Williams, Sir Bernard (Sir Bernard Arthur Owen Williams), 1929–2003, English philosopher, grad. Oxford (1951). One of the most important philosophers of his era, he is credited with reviving the field of moral philosophy and making it relevant to modern life. He taught at Oxford (1952–59; 1990–96), London (1959–64), and Cambridge (1967–79) universities, was provost at King's College, Cambridge (1979–87), and a professor at the Univ. of California, Berkeley (1988–90). Rejecting ethical doctrines positing a single principle as the basis of morality, Williams argued that ethics are inseparably inverwoven with culture and history, one of the concepts examined in his influential Ethics and the Limits of Philosophy (1985). He also explored such subjects as moral identity, rational action, the idea of equality, the history of philosophy, and the nature of truth.

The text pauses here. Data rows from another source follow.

//! Export a document as flat text or Markdown.
//!
//! Rendering is pure: [`render_text`] and [`render_markdown`] only read
//! the document. Sections without content render the explicit
//! [`NOT_GENERATED`] placeholder, never an empty string.

use anyhow::{bail, Result};
use std::path::Path;

use crate::models::Document;
use crate::store::DocumentStore;

pub const NOT_GENERATED: &str = "[Section not generated yet]";

/// Output format for [`run_export`].
#[derive(Clone, Copy, Debug, Eq, PartialEq)]
pub enum ExportFormat {
    Text,
    Markdown,
}

impl ExportFormat {
    pub fn parse(s: &str) -> Result<Self> {
        match s {
            "text" | "txt" => Ok(ExportFormat::Text),
            "markdown" | "md" => Ok(ExportFormat::Markdown),
            other => bail!("Unknown export format: {}. Use text or markdown.", other),
        }
    }
}

/// Title line, then a `## heading` and body per section.
pub fn render_text(doc: &Document) -> String {
    let mut out = format!("{}\n\n", doc.outline.title);
    for section in doc.sections() {
        out.push_str(&format!(
            "## {}\n\n{}\n\n",
            section.title,
            section.content().unwrap_or(NOT_GENERATED)
        ));
    }
    out.trim_end().to_string() + "\n"
}

/// Markdown with the document title as `#` and each section's role in italics.
pub fn render_markdown(doc: &Document) -> String {
    let mut out = format!("# {}\n\n", doc.outline.title);
    for section in doc.sections() {
        out.push_str(&format!("## {}\n\n", section.title));
        if !section.role.trim().is_empty() {
            out.push_str(&format!("_{}_\n\n", section.role.trim()));
        }
        out.push_str(section.content().unwrap_or(NOT_GENERATED));
        out.push_str("\n\n");
    }
    out.trim_end().to_string() + "\n"
}

pub fn render(doc: &Document, format: ExportFormat) -> String {
    match format {
        ExportFormat::Text => render_text(doc),
        ExportFormat::Markdown => render_markdown(doc),
    }
}

/// Export a stored document.
///
/// If `output` is `Some`, writes to that file path. Otherwise writes
/// to stdout for piping.
pub async fn run_export(
    store: &dyn DocumentStore,
    id: &str,
    format: ExportFormat,
    output: Option<&Path>,
) -> Result<()> {
    let Some(doc) = store.load_document(id).await? else {
        bail!("document not found: {}", id);
    };

    let rendered = render(&doc, format);

    match output {
        Some(path) => {
            if let Some(parent) = path.parent() {
                if !parent.as_os_str().is_empty() {
                    std::fs::create_dir_all(parent)?;
                }
            }
            std::fs::write(path, &rendered)?;
            eprintln!(
                "Exported \"{}\" ({} sections, {} words) to {}",
                doc.outline.title,
                doc.sections().len(),
                doc.total_words(),
                path.display()
            );
        }
        None => {
            print!("{}", rendered);
        }
    }

    Ok(())
}

#[cfg(test)]
mod tests {
    use super::*;
    use crate::models::{GenerationConfig, Outline, Section};

    fn doc() -> Document {
        Document::new(
            "p",
            Outline {
                title: "Guide".to_string(),
                sections: vec![
                    Section::new("a", "Start", "intro", vec![]),
                    Section::new("b", "Finish", "", vec![]),
                ],
            },
            GenerationConfig::default(),
        )
    }

    #[test]
    fn test_ungenerated_sections_get_placeholder() {
        let text = render_text(&doc());
        assert_eq!(text.matches(NOT_GENERATED).count(), 2);
        assert!(text.starts_with("Guide\n\n## Start\n\n"));
    }

    #[test]
    fn test_generated_content_is_rendered_verbatim() {
        let mut d = doc();
        d.outline.sections[0] = d.outline.sections[0].clone().with_content("Hello there.");
        let text = render_text(&d);
        assert!(text.contains("## Start\n\nHello there.\n\n## Finish"));
        assert_eq!(text.matches(NOT_GENERATED).count(), 1);
    }

    #[test]
    fn test_markdown_includes_role_only_when_present() {
        let md = render_markdown(&doc());
        assert!(md.starts_with("# Guide\n\n## Start\n\n_intro_\n\n"));
        assert!(md.contains("## Finish\n\n[Section"));
    }

    #[test]
    fn test_format_parse() {
        assert_eq!(ExportFormat::parse("md").unwrap(), ExportFormat::Markdown);
        assert!(ExportFormat::parse("pdf").is_err());
    }
}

Noted for their exceptional erudition, clarity, and wit, his books include Morality (1972), Problems of the Self (1973), Moral Luck (1981), Shame and Necessity (1993), and Truth and Truthfulness (2002). Also active in public life, he was a member of several commissions that investigated education, pornography and censorship, gambling, drug addiction, and other areas of community concern. He was married to Shirley Williams from 1955 to 1974 and was knighted in 1999.

See study by J. E. J. Altham and R. Harrison, ed. (1995).